L'importante, allora, è riuscire a crederci. Per convincere il pubblico, per far funzionare lo spettacolo, è necessario che per primo chi lo crea ci creda. Per fortuna, è questo il caso di Christof Loy, come dimostrano le sue affermazioni nel fascicolo d'accompagnamento al DVD - da leggere rigorosamente dopo la visione, ché devono servire da approfondimento, confronte e riflessione, non da guida, devono confermare i fatti e non influenzarne la percezione. Il regista tedesco, come sempre, non manca di fare precisi riferimenti alla musica e al suo valore nella costruzione del dramma e dei personaggi, la mette in rapporto al testo, nel quale riconosce un proprio linguaggio da decifrare, come una creatura irregolare ed enigmatica di cui svelare il fascino.
Via, dunque, tutti le spezie romanticheggianti, il medioevo leggendario, i mostri, le rupi e i sepolcri. Tutti elementi di gran moda duecento anni fa, ma percepiti diversamente da occhi moderni e, di conseguenza, da veicoli di significati, emozioni e suggestioni, facilmente derubricabili ad arredo d'epoca, innocuo color locale. Loy cambia prospettiva, vede in quell'apparato immaginario la rappresentazione di desideri nascosti, ossessioni e angosce, di un dramma psicologico esplicitato nella musica e nell'enigmatico libretto, rappresentabile per la sensibilità moderna nell'essenzialità di un gioco a quattro. Allora è tutto recitazione, l'ambiente è unico, un corridoio d'un bianco abbagliante illuminato con sapienza cangiante da Rehinard Traub, fra detto e non detto, desiderio e repressione al limite della follia, Euryanthe, Eglantine, Adolar e Lysiart si osservano, si inseguono, si interrogano, si sfuggono, si mentono l'un l'altro, mentono a se stessi, cercano una verità.
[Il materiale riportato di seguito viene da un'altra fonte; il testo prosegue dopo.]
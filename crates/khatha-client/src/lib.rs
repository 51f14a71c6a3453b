//! # khatha-client: REST Client and Workflows for Khatha Wallet
//!
//! Everything that talks to the backend: one HTTP wrapper, one typed module
//! per resource, the session, configuration, and the multi-step submit
//! workflows.
//!
//! ## Data Flow
//! ```text
//! ┌─────────────────────────────────────────────────────────────────────────┐
//! │                                                                         │
//! │  ClientConfig ──┐                                                      │
//! │  (TOML + env)   │                                                      │
//! │                 ▼                                                      │
//! │  Session ──► KhathaApi::for_session ──► HttpClient ──► backend         │
//! │  (JSON file)        │                       ▲                          │
//! │                     ▼                       │                          │
//! │          workflow::{billing, orders,        │                          │
//! │                     ledger, dashboard} ─────┘                          │
//! │                     │                                                   │
//! │                     ▼                                                   │
//! │          khatha-core (pricing, cart, split, checkout)                  │
//! └─────────────────────────────────────────────────────────────────────────┘
//! ```
//!
//! ## Error Policy
//! - Local rule violations come back as [`ClientError::Core`] before any
//!   request is made.
//! - A non-2xx reply becomes [`ClientError::Backend`] with the server's text
//!   untouched.
//! - Only GETs are ever retried, and only when `retry.max_retries > 0`.

// =============================================================================
// Module Declarations
// =============================================================================

pub mod api;
pub mod config;
pub mod error;
pub mod http;
pub mod session;
pub mod workflow;

// =============================================================================
// Re-exports for Convenience
// =============================================================================

pub use api::KhathaApi;
pub use config::ClientConfig;
pub use error::{ClientError, ClientResult};
pub use http::HttpClient;
pub use session::{AppMode, Session, SessionStore};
Emblematico è il terzo atto, lo sguardo allucinato di Euryanthe che dice di vedere il serpente mentre proprio dietro di lei da una porta appare la sagoma della folle e sensuale Englantine, subito raggiunta da un Adolar sempre più sconvolto. Non sappiamo cosa succede dietro quella porta, ma sappiamo che la coppia si ricomporrà e la donna demoniaca precipiterà definitivamente nel delirio. Di lì a poco Lysiart definirà Englantine proprio "un serpente": Loy non inventa nulla, scava alla ricerca di significati nascosti semplicemente fra le parole e le note.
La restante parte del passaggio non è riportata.